### YOUR INSTRUCTIONS
Your response should give back each record exactly, word for word.

Top of RECORDS FOR THE EXERCISE

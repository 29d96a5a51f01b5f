// This Source Code Form is subject to the terms of the Mozilla Public
// License, v. 2.0. If a copy of the MPL was not distributed with this
// file, You can obtain one at https://mozilla.org/MPL/2.0/.

//! Error types for loading features.

use std::path::PathBuf;

/// Result type alias for core operations.
pub type Result<T> = std::result::Result<T, Error>;

/// Errors raised while reading GeoJSON input.
#[derive(Debug, thiserror::Error)]
pub enum Error {
    /// The input file could not be read.
    #[error("failed to read {path}: {source}")]
    Io {
        path: PathBuf,
        #[source]
        source: std::io::Error,
    },

    /// The input is not valid JSON.
    #[error("invalid JSON: {0}")]
    Json(#[from] serde_json::Error),

    /// The JSON is not a usable GeoJSON document.
    #[error("invalid GeoJSON: {0}")]
    InvalidGeoJson(String),
}
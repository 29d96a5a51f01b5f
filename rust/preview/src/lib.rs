// This Source Code Form is subject to the terms of the Mozilla Public
// License, v. 2.0. If a copy of the MPL was not distributed with this
// file, You can obtain one at https://mozilla.org/MPL/2.0/.

//! # IndoorGML-Lite Preview
//!
//! Writes one PNG per building floor: cell spaces colour coded by feature
//! type, with dotted lines between adjacent spaces on the same floor.
//!
//! ```rust,ignore
//! use indoorgml_lite_preview::{render_previews, PreviewConfig};
//!
//! let written = render_previews(&cells, &transitions, Path::new("out.gml"), &PreviewConfig::from_env())?;
//! ```

pub mod config;
pub mod error;
pub mod feature_type;
pub mod render;

pub use config::{PreviewConfig, DEFAULT_SIZE};
pub use error::{Error, Result};
pub use feature_type::FeatureType;
pub use render::{group_by_floor, preview_path, render_previews};
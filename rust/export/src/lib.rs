// This Source Code Form is subject to the terms of the Mozilla Public
// License, v. 2.0. If a copy of the MPL was not distributed with this
// file, You can obtain one at https://mozilla.org/MPL/2.0/.

//! # IndoorGML-Lite Export
//!
//! Serializes cell spaces and their transitions into an IndoorGML-like XML
//! document with GML geometry.
//!
//! ```rust,ignore
//! use indoorgml_lite_export::{generate_document, write_document};
//!
//! let document = generate_document(&cells, &transitions);
//! write_document(&document, Path::new("building.gml"))?;
//! ```

pub mod document;
pub mod error;
pub mod xml;

pub use document::{
    generate_document, write_document, CORE_NAMESPACE, GML_NAMESPACE, ROOT_TAG, SRS_NAME,
};
pub use error::{Error, Result};
pub use xml::{sanitize_name, Element};
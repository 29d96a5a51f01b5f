// This Source Code Form is subject to the terms of the Mozilla Public
// License, v. 2.0. If a copy of the MPL was not distributed with this
// file, You can obtain one at https://mozilla.org/MPL/2.0/.

use thiserror::Error;

/// Result type for a conversion run
pub type Result<T> = std::result::Result<T, Error>;

/// Errors that abort a conversion run
#[derive(Error, Debug)]
pub enum Error {
    #[error("Loading failed: {0}")]
    Load(#[from] indoorgml_lite_core::Error),

    #[error("Export failed: {0}")]
    Export(#[from] indoorgml_lite_export::Error),

    #[error("Preview failed: {0}")]
    Preview(#[from] indoorgml_lite_preview::Error),
}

Bottom of RECORDS FOR THE EXERCISE

### EXERCISE OUTPUT
repository 29d96a5a51f01b5f
// This Source Code Form is subject to the terms of the Mozilla Public
// License, v. 2.0. If a copy of the MPL was not distributed with this
// file, You can obtain one at https://mozilla.org/MPL/2.0/.

//! Error types for loading features.

use std::path::PathBuf;

/// Result type alias for core operations.
pub type Result<T> = std::result::Result<T, Error>;

/// Errors raised while reading GeoJSON input.
#[derive(Debug, thiserror::Error)]
pub enum Error {
    /// The input file could not be read.
    #[error("failed to read {path}: {source}")]
    Io {
        path: PathBuf,
        #[source]
        source: std::io::Error,
    },

    /// The input is not valid JSON.
    #[error("invalid JSON: {0}")]
    Json(#[from] serde_json::Error),

    /// The JSON is not a usable GeoJSON document.
    #[error("invalid GeoJSON: {0}")]
    InvalidGeoJson(String),
}
repository 29d96a5a51f01b5f
filename rust/preview/src/lib.rs
// This Source Code Form is subject to the terms of the Mozilla Public
// License, v. 2.0. If a copy of the MPL was not distributed with this
// file, You can obtain one at https://mozilla.org/MPL/2.0/.

//! # IndoorGML-Lite Preview
//!
//! Writes one PNG per building floor: cell spaces colour coded by feature
//! type, with dotted lines between adjacent spaces on the same floor.
//!
//! ```rust,ignore
//! use indoorgml_lite_preview::{render_previews, PreviewConfig};
//!
//! let written = render_previews(&cells, &transitions, Path::new("out.gml"), &PreviewConfig::from_env())?;
//! ```

pub mod config;
pub mod error;
pub mod feature_type;
pub mod render;

pub use config::{PreviewConfig, DEFAULT_SIZE};
pub use error::{Error, Result};
pub use feature_type::FeatureType;
pub use render::{group_by_floor, preview_path, render_previews};
filename rust/export/src/lib.rs
// This Source Code Form is subject to the terms of the Mozilla Public
// License, v. 2.0. If a copy of the MPL was not distributed with this
// file, You can obtain one at https://mozilla.org/MPL/2.0/.

//! # IndoorGML-Lite Export
//!
//! Serializes cell spaces and their transitions into an IndoorGML-like XML
//! document with GML geometry.
//!
//! ```rust,ignore
//! use indoorgml_lite_export::{generate_document, write_document};
//!
//! let document = generate_document(&cells, &transitions);
//! write_document(&document, Path::new("building.gml"))?;
//! ```

pub mod document;
pub mod error;
pub mod xml;

pub use document::{
    generate_document, write_document, CORE_NAMESPACE, GML_NAMESPACE, ROOT_TAG, SRS_NAME,
};
pub use error::{Error, Result};
pub use xml::{sanitize_name, Element};
repository 29d96a5a51f01b5f
// This Source Code Form is subject to the terms of the Mozilla Public
// License, v. 2.0. If a copy of the MPL was not distributed with this
// file, You can obtain one at https://mozilla.org/MPL/2.0/.

use thiserror::Error;

/// Result type for a conversion run
pub type Result<T> = std::result::Result<T, Error>;

/// Errors that abort a conversion run
#[derive(Error, Debug)]
pub enum Error {
    #[error("Loading failed: {0}")]
    Load(#[from] indoorgml_lite_core::Error),

    #[error("Export failed: {0}")]
    Export(#[from] indoorgml_lite_export::Error),

    #[error("Preview failed: {0}")]
    Preview(#[from] indoorgml_lite_preview::Error),
}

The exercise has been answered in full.